Triumph auf internationaler Bühne: Neslihan Kibar krönt sich zur Europameisterin und Leyla Dulda erkämpft sensationell Silber in Budapest
Großartige Nachrichten und historische sportliche Meilensteine erreichen die heimische Sportwelt direkt von den internationalen Titelkämpfen auf europäischem Boden. Die talentierten Nachwuchsathletinnen Neslihan Kibar und Leyla Dulda haben mit ihrer feierlichen Rückkehr von der kontinentalen Meisterschaft für weitreichendes Aufsehen und grenzenlosen Jubel gesorgt. Bei der hochkarätig besetzten Armwrestling-Europameisterschaft 2026 im ungarischen Budapest konnten die beiden Ausnahmetalente die Konkurrenz in die Schranken weisen und mit Edelmetall dekoriert die Heimreise antreten. Die ungarische Metropole erwies sich dabei als ein fantastisches Pflaster für die ambitionierten Sportlerinnen, die sich nun endgültig in der absoluten europäischen Spitze ihrer Altersklasse festgebissen haben.
Gold und Silber in der ungarischen Metropole Budapest
Der Kontinentalwettbewerb in der geschichtsträchtigen ungarischen Hauptstadt zog die besten Nachwuchskräfte des Kontinents an, doch in der hart umkämpften U15-Kategorie führte kein Weg an den beiden Spitzenathletinnen vorbei. In bestechender Form präsentierte sich allen voran Neslihan Kibar, die sich nach einer Reihe von dominanten Auftritten hochverdient zur neuen Europameisterin krönte und die Goldmedaille sicherte. Flankiert wurde dieser historische Triumph von ihrer Teamkollegin Leyla Dulda, die mit einer ebenso leidenschaftlichen und taktisch klugen Leistung den hervorragenden zweiten Platz errang und sich damit die Vize-Europameisterschaft sicherte. Diese Doppelplatzierung auf dem internationalen Podium markiert einen der größten Teamerfolge der jüngeren Vergangenheit.

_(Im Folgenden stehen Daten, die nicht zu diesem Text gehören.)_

use serde::{Deserialize, Serialize};

/// An entry of the recently-closed list, most recent first.
#[derive(Debug, Clone, PartialEq, Serialize, Deserialize)]
pub struct ClosedTab {
    pub id: i64,
    pub title: String,
    pub url: String,
}
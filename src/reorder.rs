//! Drag-and-drop reordering.
//!
//! Reordering happens inside the unpinned partition only. `move_within` is
//! the reference algorithm the simulated backend applies; live hosts are
//! expected to produce the same order through their own move primitive.

use crate::types::errors::BackendError;
use crate::types::tab::{index_in_range, Tab, TabId};

/// What a drop should do against the backend.
#[derive(Debug, Clone, Copy, PartialEq, Eq)]
pub enum DropPlan {
    /// Nothing to do; no backend call must be issued.
    NoOp,
    Move { tab_id: TabId, target: usize },
}

/// Clamps a drop target to the last position of a partition of `len` tabs.
pub fn clamp_target(target: usize, len: usize) -> usize {
    target.min(len.saturating_sub(1))
}

/// Decides the effect of dropping `dragged` at `target` given the current tabs.
pub fn plan_drop(tabs: &[Tab], dragged: TabId, target: usize) -> Result<DropPlan, BackendError> {
    let tab = tabs
        .iter()
        .find(|t| t.id == dragged)
        .ok_or(BackendError::TabNotFound(dragged))?;

    if tab.pinned {
        return Ok(DropPlan::NoOp);
    }

    let unpinned = tabs.iter().filter(|t| !t.pinned).count();
    let target = clamp_target(target, unpinned);
    if tab.index == target {
        return Ok(DropPlan::NoOp);
    }

    Ok(DropPlan::Move {
        tab_id: dragged,
        target,
    })
}

/// Moves the tab at position `from` to position `to` (clamped to the end),
/// then re-derives every tab's `index` from its position.
///
/// Returns false when `from` is out of range; the slice is left untouched.
pub fn move_within(tabs: &mut Vec<Tab>, from: usize, to: usize) -> bool {
    if !index_in_range(from, tabs.len()) {
        return false;
    }
    let tab = tabs.remove(from);
    let to = to.min(tabs.len());
    tabs.insert(to, tab);
    renumber(tabs);
    true
}

/// Assigns `index = position` to every tab of one partition.
pub fn renumber(tabs: &mut [Tab]) {
    for (position, tab) in tabs.iter_mut().enumerate() {
        tab.index = position;
    }
}
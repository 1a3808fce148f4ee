// Tab host bridge
// Wire format and transport used by the live backend.

pub mod protocol;
pub mod transport;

Ein hochemotionaler und begeisterter Empfang in Kayseri
Die Tragweite dieser sportlichen Großtaten wurde spätestens bei der Ankunft der Delegation in der Heimatstadt spürbar. Als Neslihan Kibar und Leyla Dulda den Boden in Kayseri betraten, wartete bereits eine große und lautstarke Entourage auf die erfolgreichen Rückkehrerinnen. Der sichtlich stolze Jugend- und Sportdirektor von Kayseri, Ali Ihsan Kabakci, ließ es sich nicht nehmen, die frischgebackenen Medaillengewinnerinnen gemeinsam mit zahlreichen Filialleitern, erfahrenen Trainern und begeisterten Nachwuchssportlern am Flughafen in Empfang zu nehmen. Der feierliche Empfang glich einem Triumphzug und unterstrich den Stellenwert, den diese Erfolge für die gesamte Region besitzen.

Das visionäre Nachwuchsprojekt ERVA Sports Schools trägt reife Früchte
Im Rahmen der Willkommensfeierlichkeiten fand der sichtlich bewegte Sportdirektor klare Worte der Anerkennung für die erbrachten Leistungen auf internationalem Parkett. Ali Ihsan Kabakci drückte seine tiefe Zufriedenheit über den historischen Erfolg von Neslihan Kibar und Leyla Dulda aus und sparte nicht mit Lob für das dahinterstehende Fördersystem, welches diese Entwicklung erst möglich gemacht hat.
„Wir erleben einen glücklichen Tag im Namen von Strawberry Wrestling. Unsere Sportlerinnen wie Neslihan Kibar und Leyla Dulda setzen ihre Arbeit durch gezieltes Zielen fort und der Erfolg ist unvermeidlich. Wir sind mit diesen Erfolgen sehr zufrieden. Von hier aus gratuliere ich unseren Sportlern, Trainern und unserer Familie und wünsche ihnen weiterhin viel Erfolg. Wir haben wieder einmal gesehen, was für ein großes Projekt ERVA Sports Schools ist“, bilanzierte der Funktionär in seiner offiziellen Ansprache vor den Medienvertretern.
Dieser Doppelaufstieg an die europäische Spitze demonstriert eindrucksvoll, dass die strategischen Investitionen in die vereinseigene Jugendförderung und die professionellen Strukturen der ERVA Sports Schools exakt den richtigen Weg weisen, um Athleten gezielt auf den internationalen Leistungsdruck vorzubereiten und sie nachhaltig in die Medaillenränge zu führen.